Before I’m able to open my mouth, she’s out of the kitchen, and I hear the front door slam. I peek out the window and am horrified at what I see. I run to the back porch. “Boys!” I call. “Turtles are not supposed to go down the slide!”
“Can he swing?” Jayden asks, looking at me with almost-four-year-old innocenc
e.
“That’s not a good idea either.”
“How ‘bout cwimbin’ da twee?”
I stop my smile from growing wider. “No, Hay Hay. Turtles like it best on the ground.”
Jayden frowns at me. “But if we put him on the ground, Bernice will chew him like a bone. Mama said.”
“How about you put him back in his new home and then you can play with him later?”

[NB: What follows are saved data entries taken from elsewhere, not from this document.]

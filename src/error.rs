use crate::lexer::{Position, Token};
use ariadne::{Color, Fmt, Label, Report, ReportKind, Source};
use thiserror::Error;

#[derive(Debug, Clone, Copy, PartialEq, Eq)]
pub enum ErrorKind {
    ParseError,
    RuntimeError,
}

impl ErrorKind {
    fn color(self) -> Color {
        match self {
            ErrorKind::ParseError => Color::Yellow,
            ErrorKind::RuntimeError => Color::Magenta,
        }
    }

    fn title(self) -> &'static str {
        match self {
            ErrorKind::ParseError => "Parse Error",
            ErrorKind::RuntimeError => "Runtime Error",
        }
    }
}

/// A structural problem found while parsing. The parser collects these
/// instead of stopping, so a program can carry several.
#[derive(Debug, Clone, PartialEq, Error)]
#[error("{message}")]
pub struct ParseError {
    pub message: String,
    pub position: Position,
    pub width: usize,
}

impl ParseError {
    pub fn at_token(message: String, token: &Token) -> Self {
        Self {
            message,
            position: token.position,
            width: token.width(),
        }
    }

    pub fn report(&self, source: &str, filename: Option<&str>) {
        let filename = filename.unwrap_or("<repl>");
        let kind = ErrorKind::ParseError;
        let color = kind.color();

        let length = source.chars().count();
        let end = (self.position.offset + self.width).min(length);
        let start = self.position.offset.min(end);

        let result = Report::build(ReportKind::Error, filename, start)
            .with_message(format!("{}: {}", kind.title().fg(color), self.message))
            .with_label(
                Label::new((filename, start..end))
                    .with_message(&self.message)
                    .with_color(color),
            )
            .finish()
            .print((filename, Source::from(source)));

        if let Err(error) = result {
            tracing::warn!(%error, "failed to render parse diagnostic");
        }
    }
}

pub fn report_parse_errors(errors: &[ParseError], source: &str, filename: Option<&str>) {
    for error in errors {
        error.report(source, filename);
    }
}

/// Runtime errors are values without a source location, so the report is
/// header-only.
pub fn report_runtime_error(message: &str, source: &str, filename: Option<&str>) {
    let filename = filename.unwrap_or("<repl>");
    let kind = ErrorKind::RuntimeError;

    let result = Report::<(&str, std::ops::Range<usize>)>::build(ReportKind::Error, filename, 0)
        .with_message(format!("{}: {}", kind.title().fg(kind.color()), message))
        .finish()
        .print((filename, Source::from(source)));

    if let Err(error) = result {
        tracing::warn!(%error, "failed to render runtime diagnostic");
    }
}
impl Parser {
    pub fn new(mut lexer: Lexer) -> Self {
        let current = lexer.next_token();
        let peek = lexer.next_token();
        Self {
            lexer,
            current,
            peek,
            errors: Vec::new(),
        }
    }

    pub fn errors(&self) -> &[ParseError] {
        &self.errors
    }

    pub fn into_errors(self) -> Vec<ParseError> {
        self.errors
    }

    /// Always yields a program. Malformed statements are dropped and recorded
    /// in [`Parser::errors`]; callers must check that list before evaluating.
    pub fn parse_program(&mut self) -> Program {
        let mut program = Program::new();

        while !self.current_is(TokenType::Eof) {
            match self.parse_statement() {
                Some(stmt) => program.statements.push(Rc::new(stmt)),
                None => self.synchronize(),
            }
            self.next_token();
        }

        program
    }

    fn next_token(&mut self) {
        let next = self.lexer.next_token();
        self.current = std::mem::replace(&mut self.peek, next);
    }

    fn current_is(&self, token_type: TokenType) -> bool {
        self.current.token_type == token_type
    }

    fn peek_is(&self, token_type: TokenType) -> bool {
        self.peek.token_type == token_type
    }

    /// Advance only when the next token has the expected type.
    fn expect_peek(&mut self, token_type: TokenType) -> Option<()> {
        if self.peek_is(token_type) {
            self.next_token();
            Some(())
        } else {
            self.peek_error(token_type.describe());
            None
        }
    }

    fn peek_error(&mut self, expected: &str) {
        let message = format!(
            "expected {}, got {}",
            expected,
            self.peek.token_type.describe()
        );
        let error = ParseError::at_token(message, &self.peek);
        self.record(error);
    }

    fn record(&mut self, error: ParseError) {
        tracing::debug!(position = %error.position, message = %error.message, "parse error");
        self.errors.push(error);
    }

    /// Skip the rest of a malformed statement. A `{ ... }` body the statement
    /// opened is skipped as a whole so its inner `;` and closing `}` are not
    /// mistaken for statement boundaries.
    fn synchronize(&mut self) {
        let mut depth = 0usize;
        loop {
            match self.current.token_type {
                TokenType::Eof => return,
                TokenType::LeftBrace => depth += 1,
                TokenType::RightBrace if depth > 0 => {
                    depth -= 1;
                    if depth == 0 {
                        return;
                    }
                }
                TokenType::Semicolon if depth == 0 => return,
                _ => {}
            }
            if self.peek_is(TokenType::Eof) {
                return;
            }
            if depth == 0
                && matches!(
                    self.peek.token_type,
                    TokenType::Let
                        | TokenType::Return
                        | TokenType::If
                        | TokenType::While
                        | TokenType::Func
                        | TokenType::RightBrace
                )
            {
                return;
            }
            self.next_token();
        }
    }

    fn skip_semicolon(&mut self) {
        if self.peek_is(TokenType::Semicolon) {
            self.next_token();
        }
    }

    fn parse_statement(&mut self) -> Option<Stmt> {
        match self.current.token_type {
            TokenType::Let => self.parse_let_statement(),
            TokenType::Return => self.parse_return_statement(),
            TokenType::If => self.parse_if_statement(),
            TokenType::While => self.parse_while_statement(),
            TokenType::Func => self.parse_function_statement(),
            TokenType::LeftBrace => self.parse_block().map(Stmt::Block),
            TokenType::Identifier if self.peek_is(TokenType::Equal) => {
                self.parse_assign_statement()
            }
            _ => self.parse_expression_statement(),
        }
    }

    /// `let IDENT : TYPE = EXPR ;` or `let IDENT : TYPE ;`
    fn parse_let_statement(&mut self) -> Option<Stmt> {
        let position = self.current.position;

        self.expect_peek(TokenType::Identifier)?;
        let name = self.current.literal.clone();

        self.expect_peek(TokenType::Colon)?;

        let annotation = match self.peek.token_type {
            TokenType::NumberType => TypeAnnotation::Number,
            TokenType::StringType => TypeAnnotation::String,
            TokenType::BoolType => TypeAnnotation::Bool,
            _ => {
                self.peek_error("TYPE");
                return None;
            }
        };
        self.next_token();

        if self.peek_is(TokenType::Semicolon) {
            self.next_token();
            return Some(Stmt::Let {
                name,
                annotation,
                value: None,
                position,
            });
        }

        self.expect_peek(TokenType::Equal)?;
        self.next_token();
        let value = self.parse_expression(Precedence::Lowest)?;
        self.skip_semicolon();

        Some(Stmt::Let {
            name,
            annotation,
            value: Some(value),
            position,
        })
    }

    fn parse_assign_statement(&mut self) -> Option<Stmt> {
        let position = self.current.position;
        let name = self.current.literal.clone();

        // Skip the name and the '='
        self.next_token();
        self.next_token();

        let value = self.parse_expression(Precedence::Lowest)?;
        self.skip_semicolon();

        Some(Stmt::Assign {
            name,
            value,
            position,
        })
    }

    fn parse_return_statement(&mut self) -> Option<Stmt> {
        let position = self.current.position;
        self.next_token();

        let value = self.parse_expression(Precedence::Lowest)?;
        self.skip_semicolon();

        Some(Stmt::Return { value, position })
    }

    fn parse_if_statement(&mut self) -> Option<Stmt> {
        let position = self.current.position;

        self.expect_peek(TokenType::LeftParen)?;
        self.next_token();
        let condition = self.parse_expression(Precedence::Lowest)?;
        self.expect_peek(TokenType::RightParen)?;

        self.expect_peek(TokenType::LeftBrace)?;
        let consequence = Rc::new(self.parse_block()?);

        let alternative = if self.peek_is(TokenType::Else) {
            self.next_token();
            self.expect_peek(TokenType::LeftBrace)?;
            Some(Rc::new(self.parse_block()?))
        } else {
            None
        };

        Some(Stmt::If {
            condition,
            consequence,
            alternative,
            position,
        })
    }

    fn parse_while_statement(&mut self) -> Option<Stmt> {
        let position = self.current.position;

        self.expect_peek(TokenType::LeftParen)?;
        self.next_token();
        let condition = self.parse_expression(Precedence::Lowest)?;
        self.expect_peek(TokenType::RightParen)?;

        self.expect_peek(TokenType::LeftBrace)?;
        let body = Rc::new(self.parse_block()?);

        Some(Stmt::While {
            condition,
            body,
            position,
        })
    }

    /// `func IDENT ( IDENT,* ) { STMT* }`
    fn parse_function_statement(&mut self) -> Option<Stmt> {
        let position = self.current.position;

        self.expect_peek(TokenType::Identifier)?;
        let name = self.current.literal.clone();

        self.expect_peek(TokenType::LeftParen)?;
        let parameters = self.parse_parameters()?;

        self.expect_peek(TokenType::LeftBrace)?;
        let body = Rc::new(self.parse_block()?);

        Some(Stmt::Function {
            name,
            parameters: parameters.into(),
            body,
            position,
        })
    }

    fn parse_parameters(&mut self) -> Option<Vec<String>> {
        let mut parameters = Vec::new();

        if self.peek_is(TokenType::RightParen) {
            self.next_token();
            return Some(parameters);
        }

        self.expect_peek(TokenType::Identifier)?;
        parameters.push(self.current.literal.clone());

        while self.peek_is(TokenType::Comma) {
            self.next_token();
            self.expect_peek(TokenType::Identifier)?;
            parameters.push(self.current.literal.clone());
        }

        self.expect_peek(TokenType::RightParen)?;
        Some(parameters)
    }

    /// Expects the current token to be `{`; leaves the parser on the closing `}`.
    fn parse_block(&mut self) -> Option<Block> {
        let position = self.current.position;
        let mut statements = Vec::new();

        self.next_token();
        while !self.current_is(TokenType::RightBrace) && !self.current_is(TokenType::Eof) {
            match self.parse_statement() {
                Some(stmt) => statements.push(Rc::new(stmt)),
                None => self.synchronize(),
            }
            self.next_token();
        }

        if self.current_is(TokenType::Eof) {
            let error = ParseError::at_token(
                format!("expected }}, got {}", TokenType::Eof.describe()),
                &self.current,
            );
            self.record(error);
            return None;
        }

        Some(Block {
            statements,
            position,
        })
    }

    fn parse_expression_statement(&mut self) -> Option<Stmt> {
        let position = self.current.position;
        let expr = self.parse_expression(Precedence::Lowest)?;
        self.skip_semicolon();

        Some(Stmt::Expression { expr, position })
    }

    fn parse_expression(&mut self, precedence: Precedence) -> Option<Expr> {
        let prefix = match prefix_parse_fn(self.current.token_type) {
            Some(prefix) => prefix,
            None => {
                self.no_prefix_parse_fn_error();
                return None;
            }
        };
        let mut left = prefix(self)?;

        while !self.peek_is(TokenType::Semicolon) && precedence < Precedence::of(self.peek.token_type) {
            let infix = match infix_parse_fn(self.peek.token_type) {
                Some(infix) => infix,
                None => return Some(left),
            };
            self.next_token();
            left = infix(self, left)?;
        }

        Some(left)
    }

    fn no_prefix_parse_fn_error(&mut self) {
        let message = match self.current.token_type {
            TokenType::Illegal => format!("illegal token {}", self.current.literal),
            other => format!("no prefix parse function for {} found", other.describe()),
        };
        let error = ParseError::at_token(message, &self.current);
        self.record(error);
    }

    /// Plain names and dotted paths such as `Obniz.LED.ON`.
    fn parse_identifier(&mut self) -> Option<Expr> {
        let mut name = self.current.literal.clone();
        while self.peek_is(TokenType::Dot) {
            self.next_token();
            self.expect_peek(TokenType::Identifier)?;
            name.push('.');
            name.push_str(&self.current.literal);
        }
        Some(Expr::Identifier(name))
    }

    fn parse_number(&mut self) -> Option<Expr> {
        match self.current.literal.parse::<f64>() {
            Ok(value) => Some(Expr::Number(value)),
            Err(_) => {
                let error = ParseError::at_token(
                    format!("could not parse {} as number", self.current.literal),
                    &self.current,
                );
                self.record(error);
                None
            }
        }
    }

    fn parse_string(&mut self) -> Option<Expr> {
        Some(Expr::String(self.current.literal.clone()))
    }

    fn parse_boolean(&mut self) -> Option<Expr> {
        Some(Expr::Boolean(self.current_is(TokenType::True)))
    }

    fn parse_prefix_expression(&mut self) -> Option<Expr> {
        let operator = match self.current.token_type {
            TokenType::Bang => PrefixOp::Not,
            _ => PrefixOp::Negate,
        };

        self.next_token();
        let right = self.parse_expression(Precedence::Prefix)?;

        Some(Expr::Prefix {
            operator,
            right: Box::new(right),
        })
    }

    fn parse_grouped_expression(&mut self) -> Option<Expr> {
        self.next_token();
        let expr = self.parse_expression(Precedence::Lowest)?;
        self.expect_peek(TokenType::RightParen)?;
        Some(expr)
    }

    fn parse_infix_expression(&mut self, left: Expr) -> Option<Expr> {
        let operator = match self.current.token_type {
            TokenType::Plus => InfixOp::Add,
            TokenType::Minus => InfixOp::Subtract,
            TokenType::Star => InfixOp::Multiply,
            TokenType::Slash => InfixOp::Divide,
            TokenType::EqualEqual => InfixOp::Equal,
            TokenType::BangEqual => InfixOp::NotEqual,
            TokenType::Less => InfixOp::Less,
            TokenType::LessEqual => InfixOp::LessEqual,
            TokenType::Greater => InfixOp::Greater,
            _ => InfixOp::GreaterEqual,
        };

        // Recursing at the operator's own precedence keeps equal levels left-associative
        let precedence = Precedence::of(self.current.token_type);
        self.next_token();
        let right = self.parse_expression(precedence)?;

        Some(Expr::Infix {
            left: Box::new(left),
            operator,
            right: Box::new(right),
        })
    }

    fn parse_call_expression(&mut self, function: Expr) -> Option<Expr> {
        let arguments = self.parse_call_arguments()?;
        Some(Expr::Call {
            function: Box::new(function),
            arguments,
        })
    }

    fn parse_call_arguments(&mut self) -> Option<Vec<Expr>> {
        let mut arguments = Vec::new();

        if self.peek_is(TokenType::RightParen) {
            self.next_token();
            return Some(arguments);
        }

        self.next_token();
        arguments.push(self.parse_expression(Precedence::Lowest)?);

        while self.peek_is(TokenType::Comma) {
            self.next_token();
            self.next_token();
            arguments.push(self.parse_expression(Precedence::Lowest)?);
        }

        self.expect_peek(TokenType::RightParen)?;
        Some(arguments)
    }
}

They look at me as if I’m the smartest woman ever put on this earth and come running into the house. “Wash your hands. Get all the turtle germs off.”
“Okay,” they chorus. The water turns on and almost immediately turns off.
“With soap!”
The water turns on again. I listen to them begin singing the ‘hand washing’ song so they keep at it for the minimum twenty seconds.
The front door slams again and my heart picks up speed. I meet Natalie in the hallway. She’s holding a white envelope over her head.
It’s here.
“Well, go on. Open it,” she says as she thrusts it in my hands.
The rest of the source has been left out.